Epstein-Barr virus activates F-box protein FBXO2 to limit viral infectivity by targeting glycoprotein B for degradation.

  • Hao-Jiong Zhang,
  • Jinxiu Tian,
  • Xue-Kang Qi,
  • Tong Xiang,
  • Gui-Ping He,
  • Hua Zhang,
  • Xibao Yu,
  • Xiao Zhang,
  • Bingchun Zhao,
  • Qi-Sheng Feng,
  • Ming-Yuan Chen,
  • Mu-Sheng Zeng,
  • Yi-Xin Zeng,
  • Lin Feng

DOI
https://doi.org/10.1371/journal.ppat.1007208
Journal volume & issue
Vol. 14, no. 7
p. e1007208

Abstract

Read online

Epstein-Barr virus (EBV) is a human cancer-related virus closely associated with lymphoid and epithelial malignancies, and EBV glycoprotein B (gB) plays an essential role in viral entry into both B cells and epithelial cells by promoting cell-cell fusion. EBV gB is exclusively modified with high-mannose-linked N-glycans and primarily localizes to the endoplasmic reticulum (ER) with low levels on the plasma membrane (PM). However, the mechanism through which gB is regulated within host cells is largely unknown. Here, we report the identification of F-box only protein 2 (FBXO2), an SCF ubiquitin ligase substrate adaptor that preferentially binds high-mannose glycans and attenuates EBV infectivity by targeting N-glycosylated gB for degradation. gB possesses seven N-glycosylation sites, and FBXO2 directly binds to these high-mannose moieties through its sugar-binding domain. The interaction promotes the degradation of glycosylated gB via the ubiquitin-proteasome pathway.
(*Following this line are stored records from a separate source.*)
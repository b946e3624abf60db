mod logger;

use anyhow::{Context, Result};
use clap::{Parser, Subcommand, ValueEnum};
use log::LevelFilter;
use logger::CliLogger;
use pdf_images::{ConversionController, ConversionOptions, ConversionOutcome, ProgressUpdate};
use std::path::PathBuf;
use std::sync::Arc;
use tokio::sync::mpsc;

#[derive(Parser)]
#[command(name = "img2pdf", about = "Lay out images on PDF pages", version)]
struct Cli {
    /// Show debug output
    #[arg(short, long, global = true)]
    verbose: bool,

    /// Only show warnings and errors
    #[arg(short, long, global = true, conflicts_with = "verbose")]
    quiet: bool,

    #[command(subcommand)]
    command: Commands,
}

#[derive(Subcommand)]
enum Commands {
    /// Convert images into a single PDF
    Convert {
        /// Input image file(s)
        #[arg(short, long, required = true, num_args = 1..)]
        input: Vec<PathBuf>,

        /// Output PDF file (defaults to a generated name in the documents folder)
        #[arg(short, long)]
        output: Option<PathBuf>,

        /// Base options as JSON; other flags override it
        #[arg(long)]
        config: Option<PathBuf>,

        /// Write the effective options to a JSON file
        #[arg(long)]
        save_config: Option<PathBuf>,

        /// Page size
        #[arg(long, value_enum)]
        page_size: Option<PageSizeArg>,

        /// Custom page width in mm (with --page-size custom)
        #[arg(long)]
        custom_width_mm: Option<f32>,

        /// Custom page height in mm (with --page-size custom)
        #[arg(long)]
        custom_height_mm: Option<f32>,

        /// Images per page
        #[arg(long, value_enum)]
        layout: Option<LayoutArg>,

        /// Scaling mode
        #[arg(long, value_enum)]
        scaling: Option<ScalingArg>,

        /// Page margin in inches
        #[arg(long)]
        margin: Option<f32>,

        /// Resolution assumed for images without one
        #[arg(long)]
        source_dpi: Option<f32>,

        /// Downsample oversized images to this resolution
        #[arg(long)]
        target_dpi: Option<f32>,

        /// JPEG quality (1-100)
        #[arg(long)]
        quality: Option<u8>,

        /// Omit producer and creation date from the document info
        #[arg(long)]
        no_metadata: bool,

        /// Show statistics only, don't generate PDF
        #[arg(long)]
        stats_only: bool,
    },

    /// Show what is known about input images
    Inspect {
        /// Input image file(s)
        #[arg(required = true, num_args = 1..)]
        input: Vec<PathBuf>,
    },
}

#[derive(Clone, Copy, ValueEnum)]
enum PageSizeArg {
    A4,
    A3,
    Letter,
    Legal,
    Custom,
    Original,
}

#[derive(Clone, Copy, ValueEnum)]
enum LayoutArg {
    One,
    Two,
    Four,
}

#[derive(Clone, Copy, ValueEnum)]
enum ScalingArg {
    FitPage,
    FitWidth,
    Original,
}

impl From<PageSizeArg> for pdf_images::PageSizePreset {
    fn from(arg: PageSizeArg) -> Self {
        match arg {
            PageSizeArg::A4 => Self::A4,
            PageSizeArg::A3 => Self::A3,
            PageSizeArg::Letter => Self::Letter,
            PageSizeArg::Legal => Self::Legal,
            PageSizeArg::Custom => Self::Custom,
            PageSizeArg::Original => Self::Original,
        }
    }
}

impl From<LayoutArg> for pdf_images::LayoutPreset {
    fn from(arg: LayoutArg) -> Self {
        match arg {
            LayoutArg::One => Self::One,
            LayoutArg::Two => Self::Two,
            LayoutArg::Four => Self::Four,
        }
    }
}

impl From<ScalingArg> for pdf_images::ScalingMode {
    fn from(arg: ScalingArg) -> Self {
        match arg {
            ScalingArg::FitPage => Self::FitPage,
            ScalingArg::FitWidth => Self::FitWidth,
            ScalingArg::Original => Self::OriginalSize,
        }
    }
}

#[tokio::main]
async fn main() -> Result<()> {
    let cli = Cli::parse();

    let level = if cli.verbose {
        LevelFilter::Debug
    } else if cli.quiet {
        LevelFilter::Warn
    } else {
        LevelFilter::Info
    };
    let logger = CliLogger::new(level);
    logger
        .clone()
        .init()
        .context("Failed to install logger")?;

    match cli.command {
        Commands::Convert {
            input,
            output,
            config,
            save_config,
            page_size,
            custom_width_mm,
            custom_height_mm,
            layout,
            scaling,
            margin,
            source_dpi,
            target_dpi,
            quality,
            no_metadata,
            stats_only,
        } => {
            let mut options = match &config {
                Some(path) => ConversionOptions::load(path)
                    .await
                    .with_context(|| format!("Failed to load {}", path.display()))?,
                None => ConversionOptions::default(),
            };

            // Flags override the config file
            if let Some(page_size) = page_size {
                options.page_size = page_size.into();
            }
            if custom_width_mm.is_some() {
                options.custom_width_mm = custom_width_mm;
            }
            if custom_height_mm.is_some() {
                options.custom_height_mm = custom_height_mm;
            }
            if let Some(layout) = layout {
                options.page_layout = layout.into();
            }
            if let Some(scaling) = scaling {
                options.scaling = scaling.into();
            }
            if let Some(margin) = margin {
                options.margin_in = margin;
            }
            if source_dpi.is_some() {
                options.source_dpi = source_dpi;
            }
            if target_dpi.is_some() {
                options.target_dpi = target_dpi;
            }
            if let Some(quality) = quality {
                options.quality = quality;
            }
            if no_metadata {
                options.preserve_metadata = false;
            }
            if output.is_some() {
                options.output_path = output;
            }

            options.validate()?;

            if let Some(path) = &save_config {
                options
                    .save(path)
                    .await
                    .with_context(|| format!("Failed to save {}", path.display()))?;
                println!("Saved options → {}", path.display());
            }

            if stats_only {
                return print_statistics(&input, &options).await;
            }

            run_conversion(&input, &options, &logger).await?;
        }

        Commands::Inspect { input } => {
            for info in pdf_images::inspect_files(&input).await {
                let dims = match (info.width, info.height) {
                    (Some(w), Some(h)) => format!("{}x{}px", w, h),
                    _ => "?".to_string(),
                };
                let dpi = info
                    .dpi
                    .map(|dpi| format!("{:.0} ppi", dpi))
                    .unwrap_or_else(|| "no resolution".to_string());
                println!(
                    "{} ({}, {} bytes): {}, {}",
                    info.name, info.format, info.size, dims, dpi
                );
                if let Some(warning) = &info.warning {
                    println!("  warning: {}", warning);
                }
                if let Some(error) = &info.error {
                    println!("  error: {}", error);
                }
            }
        }
    }

    Ok(())
}

/// Page counts plus the planned layout, without decoding any pixels
async fn print_statistics(input: &[PathBuf], options: &ConversionOptions) -> Result<()> {
    let infos = pdf_images::inspect_files(input).await;
    let images: Vec<_> = infos
        .iter()
        .filter(|info| info.supported)
        .filter_map(|info| info.source_image())
        .collect();

    let stats = pdf_images::calculate_statistics(images.len(), options)?;
    println!("Conversion Statistics:");
    println!("  Images: {}", stats.images);
    println!("  Images per page: {}", stats.images_per_page);
    println!("  Pages: {}", stats.pages);
    println!("  Images on last page: {}", stats.last_page_images);

    let skipped = input.len() - images.len();
    if skipped > 0 {
        println!("  Skipped files: {}", skipped);
    }

    for (index, page) in pdf_images::plan_pages(&images, options)?.iter().enumerate() {
        println!(
            "  Page {}: {:.1} x {:.1}pt, {} image(s)",
            index + 1,
            page.size.width,
            page.size.height,
            page.images.len()
        );
    }

    Ok(())
}

async fn run_conversion(
    input: &[PathBuf],
    options: &ConversionOptions,
    logger: &CliLogger,
) -> Result<()> {
    let controller = Arc::new(ConversionController::new());
    let (tx, mut rx) = mpsc::unbounded_channel();

    let reporter = tokio::spawn(async move {
        while let Some(update) = rx.recv().await {
            match update {
                ProgressUpdate::Preparing { total } => {
                    log::info!("Preparing {} file(s)", total);
                }
                ProgressUpdate::Processing {
                    current,
                    total,
                    message: Some(message),
                } => {
                    log::info!("[{}/{}] {}", current, total, message);
                }
                ProgressUpdate::Writing { total } => {
                    log::info!("Writing PDF for {} file(s)", total);
                }
                _ => {}
            }
        }
    });

    let interrupt = {
        let controller = controller.clone();
        tokio::spawn(async move {
            if tokio::signal::ctrl_c().await.is_ok() {
                log::warn!("Interrupted");
                controller.cancel();
            }
        })
    };

    let outcome = controller.run(input, options, Some(&tx)).await;
    interrupt.abort();
    drop(tx);
    reporter.await?;

    match outcome? {
        ConversionOutcome::Completed(summary) => {
            for warning in &summary.warnings {
                println!("warning: {}", warning);
            }
            println!(
                "Converted {} image(s) onto {} page(s) in {:.2}s → {}",
                summary.images,
                summary.pages,
                summary.duration.as_secs_f64(),
                summary.output_path.display()
            );
            if logger.warning_count() > 0 {
                println!("{} warning(s) logged above", logger.warning_count());
            }
        }
        ConversionOutcome::Cancelled => {
            println!("Conversion cancelled, nothing written");
        }
    }

    Ok(())
}
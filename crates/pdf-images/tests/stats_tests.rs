use pdf_images::*;

#[test]
fn test_statistics_four_up() {
    let options = ConversionOptions {
        page_layout: LayoutPreset::Four,
        ..Default::default()
    };
    let stats = calculate_statistics(5, &options).unwrap();
    assert_eq!(stats.images, 5);
    assert_eq!(stats.images_per_page, 4);
    assert_eq!(stats.pages, 2);
    assert_eq!(stats.last_page_images, 1);
}

#[test]
fn test_statistics_exact_fill() {
    let options = ConversionOptions {
        page_layout: LayoutPreset::Two,
        ..Default::default()
    };
    let stats = calculate_statistics(6, &options).unwrap();
    assert_eq!(stats.pages, 3);
    assert_eq!(stats.last_page_images, 2);
}

#[test]
fn test_statistics_original_is_one_per_page() {
    let options = ConversionOptions {
        page_size: PageSizePreset::Original,
        page_layout: LayoutPreset::Four,
        ..Default::default()
    };
    let stats = calculate_statistics(3, &options).unwrap();
    assert_eq!(stats.images_per_page, 1);
    assert_eq!(stats.pages, 3);
}

#[test]
fn test_statistics_matches_page_plan() {
    let options = ConversionOptions {
        page_layout: LayoutPreset::Four,
        ..Default::default()
    };
    let images = vec![SourceImage::new(640, 480, Some(72.0)); 7];
    let stats = calculate_statistics(images.len(), &options).unwrap();
    let pages = plan_pages(&images, &options).unwrap();

    assert_eq!(pages.len(), stats.pages);
    assert_eq!(
        pages.last().map(|page| page.images.len()),
        Some(stats.last_page_images)
    );
}

#[test]
fn test_statistics_empty_input() {
    let result = calculate_statistics(0, &ConversionOptions::default());
    assert!(matches!(result, Err(ConvertError::EmptyInput(_))));
}
//! Layout data types
//!
//! These types represent the intermediate layout calculations between the
//! options and PDF rendering. All lengths are in points with the origin at
//! the bottom-left corner of the page.

/// Width and height in points
#[derive(Debug, Clone, Copy, PartialEq, Default)]
pub struct Size {
    pub width: f32,
    pub height: f32,
}

impl Size {
    pub fn new(width: f32, height: f32) -> Self {
        Self { width, height }
    }
}

/// Position within the grid (row, column)
#[derive(Debug, Clone, Copy, PartialEq, Eq)]
pub struct GridPosition {
    /// Row index (0 = top row)
    pub row: usize,
    /// Column index (0 = leftmost column)
    pub col: usize,
}

impl GridPosition {
    pub fn new(row: usize, col: usize) -> Self {
        Self { row, col }
    }
}

/// A rectangular area in points
#[derive(Debug, Clone, Copy, PartialEq, Default)]
pub struct Rect {
    /// X position (left edge)
    pub x: f32,
    /// Y position (bottom edge)
    pub y: f32,
    /// Width
    pub width: f32,
    /// Height
    pub height: f32,
}

impl Rect {
    pub fn new(x: f32, y: f32, width: f32, height: f32) -> Self {
        Self {
            x,
            y,
            width,
            height,
        }
    }

    /// Right edge x coordinate
    pub fn right(&self) -> f32 {
        self.x + self.width
    }

    /// Top edge y coordinate
    pub fn top(&self) -> f32 {
        self.y + self.height
    }
}

/// Final placement of one image on a page
#[derive(Debug, Clone, PartialEq)]
pub struct PlacedImage {
    /// Index of the image in the input sequence
    pub image: usize,
    /// Drawn rectangle
    pub rect: Rect,
    /// Uniform scale from pixels to points
    pub scale: f32,
}

/// One output page
#[derive(Debug, Clone, PartialEq)]
pub struct Page {
    pub size: Size,
    /// Placements in input order
    pub images: Vec<PlacedImage>,
}
//! Resolution metadata from JPEG (JFIF, EXIF) and PNG headers

const PNG_SIGNATURE: [u8; 8] = [137, 80, 78, 71, 13, 10, 26, 10];
const CM_PER_INCH: f32 = 2.54;
const METERS_PER_INCH: f32 = 0.0254;
const EXIF_X_RESOLUTION: u16 = 0x011A;
const EXIF_RESOLUTION_UNIT: u16 = 0x0128;

/// Declared horizontal resolution in pixels per inch, if any
pub fn read_resolution(data: &[u8]) -> Option<f32> {
    if data.len() >= 2 && data[0] == 0xFF && data[1] == 0xD8 {
        return jpeg_density(data);
    }
    if data.len() >= 8 && data[..8] == PNG_SIGNATURE {
        return png_physical_density(data);
    }
    None
}

/// Walk JPEG markers up to the first scan.
///
/// A JFIF APP0 density with real units wins; otherwise the EXIF XResolution
/// from APP1 is used.
fn jpeg_density(data: &[u8]) -> Option<f32> {
    let mut exif = None;
    let mut pos = 2;
    while pos + 4 < data.len() {
        if data[pos] != 0xFF {
            break;
        }
        let marker = data[pos + 1];
        // skip padding 0xFF bytes
        if marker == 0xFF {
            pos += 1;
            continue;
        }
        // standalone markers have no length field
        if marker == 0x01 || (0xD0..=0xD8).contains(&marker) {
            pos += 2;
            continue;
        }
        // start of scan or end of image: no headers past this point
        if marker == 0xDA || marker == 0xD9 {
            break;
        }

        let len = u16::from_be_bytes([data[pos + 2], data[pos + 3]]) as usize;
        let Some(segment) = data.get(pos + 4..pos + 2 + len) else {
            break;
        };

        if marker == 0xE0 && segment.len() >= 12 && &segment[..5] == b"JFIF\0" {
            if let Some(dpi) = jfif_density(segment) {
                return Some(dpi);
            }
        } else if marker == 0xE1 && segment.starts_with(b"Exif\0\0") && exif.is_none() {
            exif = exif_resolution(&segment[6..]);
        }

        pos += 2 + len;
    }
    exif
}

fn jfif_density(segment: &[u8]) -> Option<f32> {
    let units = segment[7];
    let x_density = u16::from_be_bytes([segment[8], segment[9]]) as f32;
    if x_density <= 0.0 {
        return None;
    }
    match units {
        1 => Some(x_density),
        2 => Some(x_density * CM_PER_INCH),
        // 0 = aspect ratio only
        _ => None,
    }
}

/// XResolution and ResolutionUnit from IFD0 of a TIFF-structured EXIF block
fn exif_resolution(tiff: &[u8]) -> Option<f32> {
    let big_endian = match tiff.get(..2)? {
        b"II" => false,
        b"MM" => true,
        _ => return None,
    };
    let u16_at = |at: usize| -> Option<u16> {
        let bytes: [u8; 2] = tiff.get(at..at + 2)?.try_into().ok()?;
        Some(if big_endian {
            u16::from_be_bytes(bytes)
        } else {
            u16::from_le_bytes(bytes)
        })
    };
    let u32_at = |at: usize| -> Option<u32> {
        let bytes: [u8; 4] = tiff.get(at..at + 4)?.try_into().ok()?;
        Some(if big_endian {
            u32::from_be_bytes(bytes)
        } else {
            u32::from_le_bytes(bytes)
        })
    };

    if u16_at(2)? != 42 {
        return None;
    }
    let ifd = u32_at(4)? as usize;
    let entries = u16_at(ifd)? as usize;

    let mut resolution = None;
    // 2 = inch when the tag is absent
    let mut unit = 2;
    for i in 0..entries {
        let entry = ifd + 2 + i * 12;
        match u16_at(entry)? {
            EXIF_X_RESOLUTION => {
                // RATIONAL: offset to numerator and denominator
                let offset = u32_at(entry + 8)? as usize;
                let (num, den) = (u32_at(offset)?, u32_at(offset + 4)?);
                if den != 0 {
                    resolution = Some(num as f32 / den as f32);
                }
            }
            EXIF_RESOLUTION_UNIT => unit = u16_at(entry + 8)?,
            _ => {}
        }
    }

    let resolution = resolution.filter(|r| r.is_finite() && *r > 0.0)?;
    match unit {
        2 => Some(resolution),
        3 => Some(resolution * CM_PER_INCH),
        // 1 = no absolute unit
        _ => None,
    }
}

/// Read the pHYs chunk of a PNG file
fn png_physical_density(data: &[u8]) -> Option<f32> {
    let mut pos = 8;
    while pos + 8 <= data.len() {
        let chunk_len =
            u32::from_be_bytes([data[pos], data[pos + 1], data[pos + 2], data[pos + 3]]) as usize;
        let chunk_type = &data[pos + 4..pos + 8];
        let chunk_data = data.get(pos + 8..pos + 8 + chunk_len)?;

        if chunk_type == b"pHYs" {
            if chunk_len < 9 {
                return None;
            }
            let x_ppu = u32::from_be_bytes([chunk_data[0], chunk_data[1], chunk_data[2], chunk_data[3]]);
            let unit = chunk_data[8];
            // unit 1 = meter; 0 = aspect ratio only
            if unit != 1 || x_ppu == 0 {
                return None;
            }
            return Some(x_ppu as f32 * METERS_PER_INCH);
        }
        // pHYs must precede the image data
        if chunk_type == b"IDAT" || chunk_type == b"IEND" {
            return None;
        }

        // +12 for length, type and CRC
        pos += chunk_len + 12;
    }
    None
}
Depletion of FBXO2 not only stabilizes gB but also promotes its transport from the ER to the PM, resulting in enhanced membrane fusion and viral entry. FBXO2 is expressed in epithelial cells but not B cells, and EBV infection up-regulates FBXO2 levels. In summary, our findings highlight the significance of high-mannose modification of gB and reveal a novel host defense mechanism involving glycoprotein homeostasis regulation.